When the Qin army reached State of Hua, a hunter from Zheng noticed them. The hunter knew that there was not enough time for him to run back to Zheng to warn everybody, so he decided to fool the Qin army on his own. He paid tribute to the generals of Qin in the name of Zheng. After receiving the tribute, the generals of Qin thought that Zheng knew they were coming and was well prepared for the war, so they gave up the plan of attacking Zheng. Instead, they conquered Hua and retreated. In reality, Zheng did not know anything about the coming Qin army.

== Battle ==
The Duke Xiang of Jin learned what Qin was trying to do. He was annoyed because he knew that Qin was not only trying to conquer Zheng but also trying to challenge the authority of Jin. To give Qin a lesson, Duke Xiang of Jin allied with the Jiang Rong tribe (a Rong people living in the Han River valley) to launch a campaign against Qin. They planned to ambush Qin in the Xiao Mountains which was on the route of Qin's retreat. The army of Qin led by those three generals were still retreating from Hua, and they were not prepared to fight against the mighty Jin. These two forces collided at Xiao. The Jin army was superior and easily won the battle. Three generals of Qin were all captured by Jin.

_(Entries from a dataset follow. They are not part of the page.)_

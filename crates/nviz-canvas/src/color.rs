//! RGB colors in the `r:g:b` notation the engine and batch commands use.

use crate::error::SceneError;
use serde::{Deserialize, Serialize};
use std::{fmt, str::FromStr};

#[derive(Debug, Clone, Copy, PartialEq, Eq, Hash, Serialize, Deserialize)]
pub struct Rgb(pub u8, pub u8, pub u8);

impl Rgb {
    pub const WHITE: Rgb = Rgb(255, 255, 255);
    pub const BLACK: Rgb = Rgb(0, 0, 0);
}

impl Default for Rgb {
    fn default() -> Self {
        Self::BLACK
    }
}

impl fmt::Display for Rgb {
    fn fmt(&self, f: &mut fmt::Formatter<'_>) -> fmt::Result {
        write!(f, "{}:{}:{}", self.0, self.1, self.2)
    }
}

/// Standard named colors accepted by display commands.
const NAMED: &[(&str, Rgb)] = &[
    ("white", Rgb(255, 255, 255)),
    ("black", Rgb(0, 0, 0)),
    ("red", Rgb(255, 0, 0)),
    ("green", Rgb(0, 255, 0)),
    ("blue", Rgb(0, 0, 255)),
    ("yellow", Rgb(255, 255, 0)),
    ("magenta", Rgb(255, 0, 255)),
    ("cyan", Rgb(0, 255, 255)),
    ("aqua", Rgb(100, 128, 255)),
    ("grey", Rgb(128, 128, 128)),
    ("gray", Rgb(128, 128, 128)),
    ("orange", Rgb(255, 128, 0)),
    ("brown", Rgb(180, 77, 25)),
    ("purple", Rgb(128, 0, 255)),
    ("violet", Rgb(128, 0, 255)),
    ("indigo", Rgb(0, 128, 255)),
];

impl FromStr for Rgb {
    type Err = SceneError;

    /// Parses `r:g:b` or a standard color name.
    fn from_str(s: &str) -> Result<Self, Self::Err> {
        let s = s.trim();
        if let Some((_, rgb)) = NAMED.iter().find(|(name, _)| name.eq_ignore_ascii_case(s)) {
            return Ok(*rgb);
        }

        let parts: Vec<&str> = s.split(':').collect();
        if parts.len() != 3 {
            return Err(SceneError::Precondition(format!("invalid color '{s}'")));
        }
        let channel = |p: &str| {
            p.trim()
                .parse::<u8>()
                .map_err(|_| SceneError::Precondition(format!("invalid color '{s}'")))
        };
        Ok(Rgb(channel(parts[0])?, channel(parts[1])?, channel(parts[2])?))
    }
}

#[cfg(test)]
mod tests {
    use super::*;

    #[test]
    fn test_parse_triplet_and_name() {
        assert_eq!("10:20:30".parse::<Rgb>().unwrap(), Rgb(10, 20, 30));
        assert_eq!("Red".parse::<Rgb>().unwrap(), Rgb(255, 0, 0));
        assert!("300:0:0".parse::<Rgb>().is_err());
        assert!("chartreuse".parse::<Rgb>().is_err());
    }

    #[test]
    fn test_display_uses_colons() {
        assert_eq!(Rgb(136, 136, 136).to_string(), "136:136:136");
    }
}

After that, Wen Ying, who was a concubine of Duke Wen of Jin, also a daughter of Duke Mu of Qin, entreated Duke Xiang of Jin to release the three generals so that they would be punished in Qin, which was the desire of Duke Mu of Qin as she said. Her entreaty was accepted by Duke Xiang of Jin and the three generals were released and went back to Qin later.

When the three generals returned, Duke Mu of Qin put on white clothes to wait for them, crying that it was all his fault because he had not listened to Jian Shu's advice. Therefore, the three generals were not punished by Duke Mu of Qin.

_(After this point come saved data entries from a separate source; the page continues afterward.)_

//! The boundary to the native 3D display engine.
//!
//! The engine owns every GPU-side object and all numeric rendering. This crate
//! only keeps a mirror of engine object ids and attribute state, and drives the
//! engine through [`DisplayEngine`]. The engine is not thread-safe; a canvas
//! talks to it from exactly one thread at a time.

pub mod recording;

pub use self::recording::RecordingEngine;

use crate::color::Rgb;
use serde::{Deserialize, Serialize};
use std::{fmt, path::Path};

/// Opaque handle returned by the engine for a loaded scene object.
/// Negative values returned from a load call signal failure.
pub type ObjectId = i32;

/// Wildcard target for surface draw calls: every loaded surface.
pub const ALL_SURFACES: ObjectId = -1;

// --- Quick-draw mask bits ---
pub const DRAW_QUICK_SURFACE: u32 = 0x01;
pub const DRAW_QUICK_VLINES: u32 = 0x02;
pub const DRAW_QUICK_VPOINTS: u32 = 0x04;
pub const DRAW_QUICK_VOLUME: u32 = 0x08;

/// Kinds of engine objects.
#[derive(Debug, Clone, Copy, PartialEq, Eq, Hash, Serialize, Deserialize)]
#[serde(rename_all = "kebab-case")]
pub enum ObjectKind {
    Surface,
    Volume,
    VectorLines,
    VectorPoints,
    Constant,
}

impl fmt::Display for ObjectKind {
    fn fmt(&self, f: &mut fmt::Formatter<'_>) -> fmt::Result {
        f.write_str(match self {
            Self::Surface => "raster",
            Self::Volume => "3d raster",
            Self::VectorLines => "vector (lines)",
            Self::VectorPoints => "vector (points)",
            Self::Constant => "constant",
        })
    }
}

/// Attribute channels shared by surfaces and isosurfaces.
#[derive(Debug, Clone, Copy, PartialEq, Eq, Hash)]
pub enum SurfaceAttr {
    Color,
    Mask,
    Transparency,
    Shininess,
    Emission,
}

impl SurfaceAttr {
    /// Only optional attributes have an unset form in the engine.
    pub fn supports_unset(self) -> bool {
        matches!(self, Self::Mask | Self::Transparency | Self::Emission)
    }
}

/// Cutting-plane fence shading modes.
#[derive(Debug, Clone, Copy, PartialEq, Eq, Default, Serialize, Deserialize)]
#[serde(rename_all = "lowercase")]
pub enum FenceColor {
    Off,
    Above,
    Below,
    Blend,
    #[default]
    Grey,
}

impl FenceColor {
    pub fn code(self) -> i32 {
        match self {
            Self::Off => 0,
            Self::Above => 1,
            Self::Below => 2,
            Self::Blend => 3,
            Self::Grey => 4,
        }
    }
}

/// Values returned by the engine when the view is reset to defaults.
#[derive(Debug, Clone, Copy, PartialEq)]
pub struct ViewDefaults {
    pub z_exag: f64,
    pub height: f64,
    pub height_min: f64,
    pub height_max: f64,
}

/// Light parameters in the fractional ranges the engine expects.
#[derive(Debug, Clone, Copy, PartialEq)]
pub struct LightParams {
    pub position: [f64; 3],
    pub color: Rgb,
    pub brightness: f64,
    pub ambient: f64,
}

/// Result of querying a surface under a screen position.
#[derive(Debug, Clone, PartialEq)]
pub struct QueryHit {
    pub x: f64,
    pub y: f64,
    pub z: f64,
    /// Elevation map value, formatted by the engine.
    pub elevation: String,
    /// Color map value, formatted by the engine.
    pub color: String,
    /// Surface the point lies on.
    pub id: ObjectId,
}

/// Operations the canvas needs from the native display engine.
pub trait DisplayEngine {
    // --- Loading ---
    fn load_surface(&mut self, name: &str) -> ObjectId;
    fn load_volume(&mut self, name: &str) -> ObjectId;
    fn load_vector(&mut self, name: &str, points: bool) -> ObjectId;
    fn add_constant(&mut self, value: f64, color: Rgb) -> ObjectId;
    fn unload_surface(&mut self, id: ObjectId) -> bool;
    fn unload_volume(&mut self, id: ObjectId) -> bool;
    fn unload_vector(&mut self, id: ObjectId, points: bool) -> bool;

    // --- Surface attributes ---
    fn set_surface_attr(&mut self, id: ObjectId, attr: SurfaceAttr, map: bool, value: &str);
    fn unset_surface_attr(&mut self, id: ObjectId, attr: SurfaceAttr);
    fn set_surface_topo(&mut self, id: ObjectId, map: bool, value: &str);
    fn set_surface_res(&mut self, id: ObjectId, fine: u32, coarse: u32);
    fn set_surface_style(&mut self, id: ObjectId, style: i32);
    fn set_wire_color(&mut self, id: ObjectId, color: Rgb);
    fn set_surface_position(&mut self, id: ObjectId, x: f64, y: f64, z: f64);

    // --- Volume attributes ---
    fn set_isosurface_res(&mut self, id: ObjectId, res: u32);
    fn set_isosurface_attr(
        &mut self,
        id: ObjectId,
        isosurf: usize,
        attr: SurfaceAttr,
        map: bool,
        value: &str,
    );
    fn unset_isosurface_attr(&mut self, id: ObjectId, isosurf: usize, attr: SurfaceAttr);

    // --- Vector attributes; mode setters return an engine status code ---
    fn set_vector_line_mode(&mut self, id: ObjectId, color: Rgb, width: u32, flat: bool) -> i32;
    fn set_vector_line_height(&mut self, id: ObjectId, height: f64);
    fn set_vector_line_surface(&mut self, id: ObjectId, surface: ObjectId);
    fn unset_vector_line_surface(&mut self, id: ObjectId, surface: ObjectId);
    fn set_vector_point_mode(
        &mut self,
        id: ObjectId,
        color: Rgb,
        width: u32,
        size: f64,
        marker: i32,
    ) -> i32;
    fn set_vector_point_height(&mut self, id: ObjectId, height: f64);
    fn set_vector_point_surface(&mut self, id: ObjectId, surface: ObjectId);
    fn unset_vector_point_surface(&mut self, id: ObjectId, surface: ObjectId);

    // --- View & light ---
    fn init_view(&mut self);
    fn resize_window(&mut self, width: u32, height: u32);
    fn set_view(&mut self, x: f64, y: f64, height: f64, perspective: f64, twist: f64);
    fn set_z_exag(&mut self, z_exag: f64);
    fn set_focus(&mut self, x: f64, y: f64, z: f64);
    fn focus(&self) -> [f64; 3];
    fn set_view_default(&mut self) -> ViewDefaults;
    fn look_at_center(&mut self);
    fn look_here(&mut self, x: i32, y: i32);
    fn set_light(&mut self, light: &LightParams);
    fn draw_lighting_model(&mut self);

    // --- Cutting planes ---
    fn cplane_count(&self) -> usize;
    fn select_cplane(&mut self, index: usize);
    fn unselect_cplane(&mut self, index: usize);
    fn set_cplane_rotation(&mut self, index: usize, tilt: f64, rotation: f64);
    fn set_cplane_translation(&mut self, index: usize, x: f64, y: f64, z: f64);
    fn set_fence_color(&mut self, color: FenceColor);

    // --- Rendering, queries, output ---
    fn draw(&mut self, quick: bool, mask: u32);
    fn draw_fringe(&mut self);
    fn erase_map(&mut self);
    fn query_map(&mut self, x: i32, y: i32) -> Option<QueryHit>;
    fn distance_along_surface(
        &mut self,
        id: ObjectId,
        from: [f64; 2],
        to: [f64; 2],
        use_exag: bool,
    ) -> f64;
    fn save_to_file(&mut self, path: &Path, width: u32, height: u32) -> bool;
}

As a result of this battle, Jin solidified its status as the most powerful state in northern China for the next several decades. Qin suffered a significant loss. About 30,000 men, most of whom were elite soldiers in the army, were killed in the battle. For a long period of time after the battle, Qin had no power to continue its eastward expansion. Instead, they turned around and began to expand towards the west. During this process, they clashed with several barbarians and nomadic groups and conquered several smaller states in the west and northwest. The westward expansion helped Qin to build up its power and laid the root for its being a strong state and the eventual unification of China.